そしてそれは先にあげた日本の重大な課題の一つ「デジタル化の遅れ」ととても密接に関わっています。

日本はあまりにも個人情報への配慮が行きすぎていて、制度ががんじがらめで動きが取れなくなっている。マイナンバーカードの普及も個人の希望でしているという状況。所持者は40%に満たないと言う。韓国や米国では生まれた時に番号が付くし、留学生でも移民でも全員にSocial Security Numberが付与される。

ワクチンが紙媒体で番号とか割り振られていて、どうやって厚労省は誰がどの様にワクチンを受けているのかを把握しているか?考えるだけでも気が遠くなる。

個人番号に医療情報がデジタルで紐付けされていれば、救急の世界や、多重処方の改善に役立つであろう。

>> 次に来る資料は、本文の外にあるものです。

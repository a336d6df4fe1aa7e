//! Risk scores and their display buckets.
//!
//! The score is computed by the server and is read-only input here. The
//! client only ever buckets it; this module is the single place the bucket
//! thresholds live.

use std::fmt;

use serde::{Deserialize, Serialize};

use crate::{Error, Result};

/// Scores strictly above this are [`RiskBucket::High`].
pub const HIGH_THRESHOLD: f64 = 0.7;

/// Scores strictly above this (and not high) are [`RiskBucket::Medium`].
pub const MEDIUM_THRESHOLD: f64 = 0.4;

// ─── Score ───────────────────────────────────────────────────────────────────

/// A server-computed risk score, guaranteed to lie in `[0, 1]`.
#[derive(Debug, Clone, Copy, PartialEq, PartialOrd, Serialize, Deserialize)]
#[serde(try_from = "f64", into = "f64")]
pub struct RiskScore(f64);

impl RiskScore {
  /// Rejects NaN and anything outside `[0, 1]`.
  pub fn new(value: f64) -> Result<Self> {
    if (0.0..=1.0).contains(&value) {
      Ok(Self(value))
    } else {
      Err(Error::RiskOutOfRange(value))
    }
  }

  /// Clamp into `[0, 1]`; NaN maps to zero.
  pub fn saturating(value: f64) -> Self {
    if value.is_nan() { Self(0.0) } else { Self(value.clamp(0.0, 1.0)) }
  }

  pub fn value(self) -> f64 { self.0 }

  /// The score as a whole percentage, as shown on the review screen.
  pub fn percent(self) -> u8 { (self.0 * 100.0).round() as u8 }

  pub fn bucket(self) -> RiskBucket { RiskBucket::classify(self) }
}

impl TryFrom<f64> for RiskScore {
  type Error = Error;

  fn try_from(value: f64) -> Result<Self> { Self::new(value) }
}

impl From<RiskScore> for f64 {
  fn from(score: RiskScore) -> Self { score.0 }
}

impl fmt::Display for RiskScore {
  fn fmt(&self, f: &mut fmt::Formatter<'_>) -> fmt::Result {
    write!(f, "{:.2}", self.0)
  }
}

// ─── Bucket ──────────────────────────────────────────────────────────────────

/// Display classification of a [`RiskScore`].
#[derive(
  Debug, Clone, Copy, PartialEq, Eq, PartialOrd, Ord, Hash, Serialize, Deserialize,
)]
pub enum RiskBucket {
  Low,
  Medium,
  High,
}

impl RiskBucket {
  /// Total over every valid score.
  pub fn classify(score: RiskScore) -> Self {
    let r = score.value();
    if r > HIGH_THRESHOLD {
      Self::High
    } else if r > MEDIUM_THRESHOLD {
      Self::Medium
    } else {
      Self::Low
    }
  }

  /// Medium and high risk requests need an officer decision.
  pub fn requires_review(self) -> bool { !matches!(self, Self::Low) }

  pub fn allows_auto_approval(self) -> bool { matches!(self, Self::Low) }

  pub fn as_str(self) -> &'static str {
    match self {
      Self::Low => "Low",
      Self::Medium => "Medium",
      Self::High => "High",
    }
  }
}

impl fmt::Display for RiskBucket {
  fn fmt(&self, f: &mut fmt::Formatter<'_>) -> fmt::Result {
    f.write_str(self.as_str())
  }
}

#[cfg(test)]
mod tests {
  use super::*;

  fn bucket(r: f64) -> RiskBucket { RiskScore::new(r).unwrap().bucket() }

  #[test]
  fn thresholds_are_exclusive_below() {
    assert_eq!(bucket(0.0), RiskBucket::Low);
    assert_eq!(bucket(0.4), RiskBucket::Low);
    assert_eq!(bucket(0.41), RiskBucket::Medium);
    assert_eq!(bucket(0.7), RiskBucket::Medium);
    assert_eq!(bucket(0.71), RiskBucket::High);
    assert_eq!(bucket(1.0), RiskBucket::High);
  }

  #[test]
  fn classification_matches_definition_across_range() {
    for i in 0..=1000 {
      let r = f64::from(i) / 1000.0;
      let b = bucket(r);
      assert_eq!(b == RiskBucket::High, r > 0.7, "r = {r}");
      assert_eq!(b == RiskBucket::Medium, r > 0.4 && r <= 0.7, "r = {r}");
      assert_eq!(b == RiskBucket::Low, r <= 0.4, "r = {r}");
      // Same input, same bucket.
      assert_eq!(b, bucket(r));
    }
  }

  #[test]
  fn out_of_range_scores_are_rejected() {
    assert!(RiskScore::new(-0.01).is_err());
    assert!(RiskScore::new(1.01).is_err());
    assert!(RiskScore::new(f64::NAN).is_err());
  }

  #[test]
  fn saturating_clamps() {
    assert_eq!(RiskScore::saturating(1.4).value(), 1.0);
    assert_eq!(RiskScore::saturating(-0.2).value(), 0.0);
    assert_eq!(RiskScore::saturating(f64::NAN).value(), 0.0);
  }

  #[test]
  fn deserialising_validates_range() {
    let ok: RiskScore = serde_json::from_str("0.85").unwrap();
    assert_eq!(ok.bucket(), RiskBucket::High);
    assert!(serde_json::from_str::<RiskScore>("1.5").is_err());
  }

  #[test]
  fn percent_rounds() {
    assert_eq!(RiskScore::new(0.456).unwrap().percent(), 46);
    assert_eq!(RiskScore::new(0.85).unwrap().percent(), 85);
  }

  #[test]
  fn only_low_allows_auto_approval() {
    assert!(RiskBucket::Low.allows_auto_approval());
    assert!(RiskBucket::Medium.requires_review());
    assert!(RiskBucket::High.requires_review());
  }
}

この話題は、機会があれば又別の時に。いずれにしてもマイナンバーって名前が悪いように思いますし、秘密の番号にしすぎていて意味がありません。納税通知のために企業に番号を渡しているのに個人情報なので人に見られないようにって、、、非常に矛盾しています。

 

いずれにしても、少子高齢化は我々の医療や、普段の社会を大きく変えてゆくことは確かです。江戸時代日本の人口は3000万人くらいだったと聞いています。その社会は鎖国されていたので海外からの影響を受けにくく、とても穏やかな生きやすい国であった様です。もしかすると日本の適正人口ってこの国土だとそれくらいなのかもしれませんね。ただそうなるとよほどうまく組織改善しないと日本の経済力は低下し、貧しくなり、世界での位置づけは劇下りになるかもしれません。北欧やバルト3国やアイスランド、ルクセンブルグやシンガポールみたいな特徴ある国力作りが必要になるのかと思います。

 

取り止めのないお話でした。

平和で良い国だな。他に住もうとは今は思わないな。と思う反面、ちょっと行先が心配な日本についてつらつら考えました。